Redis Sentinel — High Availability: Everything you need to know from DEV to PROD: Complete Guide

Amila Iddamalgoda
Apr 21, 2018 · 13 min read

What does the term ‘Redis’ actually mean?

It means REmote DIctionary Server.

Alright! There are plenty of different Redis articles out there, but I wanted to share my experience as a developer with Redis by creating an “all in one proper article” covering the most essential and important stuff that is needed and helpful for a developer or a devops engineer to build a Highly Available Redis cluster with Sentinel.

So let’s get started…

Redis, which is an open source in memory data structure store, is a very popular selection among developers used for caching purposes, as a message broker and also mainly used as a NoSQL Key-Value database for different use cases.

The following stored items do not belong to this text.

use crate::constants::{
    DEFAULT_GOOGLE_PLACES_BASE_URL, DEFAULT_GROQ_BASE_URL, DEFAULT_GROQ_MODEL,
    DEFAULT_UPSTREAM_TIMEOUT_SECONDS,
};
use serde::{Deserialize, Serialize};
use std::fs;
use std::path::Path;

#[derive(Debug, Clone, Serialize, Deserialize)]
pub struct ServerConfig {
    #[serde(default = "default_host")]
    pub host: String,
    #[serde(default = "default_port")]
    pub port: u16,
    #[serde(default = "default_environment")]
    pub environment: String,
}

fn default_host() -> String {
    "0.0.0.0".to_string()
}

fn default_port() -> u16 {
    8001
}

fn default_environment() -> String {
    "development".to_string()
}

impl Default for ServerConfig {
    fn default() -> Self {
        Self {
            host: default_host(),
            port: default_port(),
            environment: default_environment(),
        }
    }
}

#[derive(Debug, Clone, Serialize, Deserialize)]
pub struct GooglePlacesConfig {
    #[serde(default)]
    pub api_key: String,
    #[serde(default = "default_places_base_url")]
    pub base_url: String,
    #[serde(default = "default_timeout_seconds")]
    pub timeout_seconds: u64,
}

fn default_places_base_url() -> String {
    DEFAULT_GOOGLE_PLACES_BASE_URL.to_string()
}

fn default_timeout_seconds() -> u64 {
    DEFAULT_UPSTREAM_TIMEOUT_SECONDS
}

impl Default for GooglePlacesConfig {
    fn default() -> Self {
        Self {
            api_key: String::new(),
            base_url: default_places_base_url(),
            timeout_seconds: default_timeout_seconds(),
        }
    }
}

#[derive(Debug, Clone, Serialize, Deserialize)]
pub struct GroqConfig {
    #[serde(default)]
    pub api_key: String,
    #[serde(default = "default_groq_base_url")]
    pub base_url: String,
    #[serde(default = "default_groq_model")]
    pub model: String,
    #[serde(default = "default_timeout_seconds")]
    pub timeout_seconds: u64,
}

fn default_groq_base_url() -> String {
    DEFAULT_GROQ_BASE_URL.to_string()
}

fn default_groq_model() -> String {
    DEFAULT_GROQ_MODEL.to_string()
}

impl Default for GroqConfig {
    fn default() -> Self {
        Self {
            api_key: String::new(),
            base_url: default_groq_base_url(),
            model: default_groq_model(),
            timeout_seconds: default_timeout_seconds(),
        }
    }
}

#[derive(Debug, Clone, Serialize, Deserialize)]
pub struct CorsConfig {
    /// Comma-separated list of allowed origins.
    #[serde(default = "default_origins")]
    pub origins: String,
}

fn default_origins() -> String {
    "http://localhost:3000,http://localhost:8001".to_string()
}

impl Default for CorsConfig {
    fn default() -> Self {
        Self {
            origins: default_origins(),
        }
    }
}

impl CorsConfig {
    pub fn origins_list(&self) -> Vec<String> {
        self.origins
            .split(',')
            .map(|origin| origin.trim().to_string())
            .filter(|origin| !origin.is_empty())
            .collect()
    }
}

#[derive(Debug, Clone, Serialize, Deserialize)]
pub struct LoggingConfig {
    #[serde(default = "default_log_level")]
    pub level: String,
}

fn default_log_level() -> String {
    "info".to_string()
}

impl Default for LoggingConfig {
    fn default() -> Self {
        Self {
            level: default_log_level(),
        }
    }
}

#[derive(Debug, Clone, Serialize, Deserialize)]
pub struct Config {
    #[serde(default = "default_app_name")]
    pub app_name: String,
    #[serde(default)]
    pub server: ServerConfig,
    #[serde(default)]
    pub google_places: GooglePlacesConfig,
    #[serde(default)]
    pub groq: GroqConfig,
    #[serde(default)]
    pub cors: CorsConfig,
    #[serde(default)]
    pub logging: LoggingConfig,
}

fn default_app_name() -> String {
    "VAMU AI Service".to_string()
}

impl Default for Config {
    fn default() -> Self {
        Self {
            app_name: default_app_name(),
            server: ServerConfig::default(),
            google_places: GooglePlacesConfig::default(),
            groq: GroqConfig::default(),
            cors: CorsConfig::default(),
            logging: LoggingConfig::default(),
        }
    }
}

pub fn load_config(config_path: &Path) -> Config {
    let mut config = load_config_file(config_path);
    apply_env_overrides(&mut config, |key| std::env::var(key).ok());
    config
}

fn load_config_file(config_path: &Path) -> Config {
    if !config_path.exists() {
        return Config::default();
    }

    match fs::read_to_string(config_path) {
        Ok(content) => serde_yaml::from_str(&content).unwrap_or_default(),
        Err(_) => Config::default(),
    }
}

/// Environment values win over the file. Unparsable numbers are ignored.
pub fn apply_env_overrides<F>(config: &mut Config, lookup: F)
where
    F: Fn(&str) -> Option<String>,
{
    if let Some(port) = lookup("PORT").and_then(|v| v.parse().ok()) {
        config.server.port = port;
    }
    if let Some(environment) = lookup("ENVIRONMENT") {
        config.server.environment = environment;
    }
    if let Some(key) = lookup("GOOGLE_PLACES_API_KEY") {
        config.google_places.api_key = key;
    }
    if let Some(url) = lookup("GOOGLE_PLACES_BASE_URL") {
        config.google_places.base_url = url;
    }
    if let Some(key) = lookup("GROQ_API_KEY") {
        config.groq.api_key = key;
    }
    if let Some(url) = lookup("GROQ_BASE_URL") {
        config.groq.base_url = url;
    }
    if let Some(model) = lookup("GROQ_MODEL") {
        config.groq.model = model;
    }
    if let Some(origins) = lookup("CORS_ORIGINS") {
        config.cors.origins = origins;
    }
    if let Some(level) = lookup("LOG_LEVEL") {
        config.logging.level = level.to_lowercase();
    }
}

pub fn save_default_config(config_path: &Path) -> std::io::Result<()> {
    if let Some(parent) = config_path.parent() {
        fs::create_dir_all(parent)?;
    }

    let config = Config::default();
    let yaml = serde_yaml::to_string(&config).map_err(|e| std::io::Error::other(e.to_string()))?;
    fs::write(config_path, yaml)
}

In this post, I’m going to specifically discuss and demo about Redis along with Master/Slave Replication, High availability (Redis Sentinel), Automatic Failover , some production level optimizing tips and monitoring aspects. In addition, along with these topics I’ll be mentioning the issues and the errors that I faced during implementation of Redis Sentinel with Ubuntu. Following shows the OS version and Redis version details.

OS version: Ubuntu 16.04.1 LTS (GNU/Linux 4.4.0-119-generic x86_64)
Redis Version: 4.0.9

Additionally, I want to highlight that the Redis documentation is very informative and it’s ‘the go to place’ if you need any further clarification on Redis.

Moving forward to Redis basics; Redis is a in-memory database, simply which means Redis runs on RAM. You also need to know that Redis supports several data structures such as strings, hashes, lists, sets, sorted sets with range queries, bitmaps. Furthermore, it also supports atomic operations such as, appending to a string, incrementing the value in a hash, pushing an element to a list and etc.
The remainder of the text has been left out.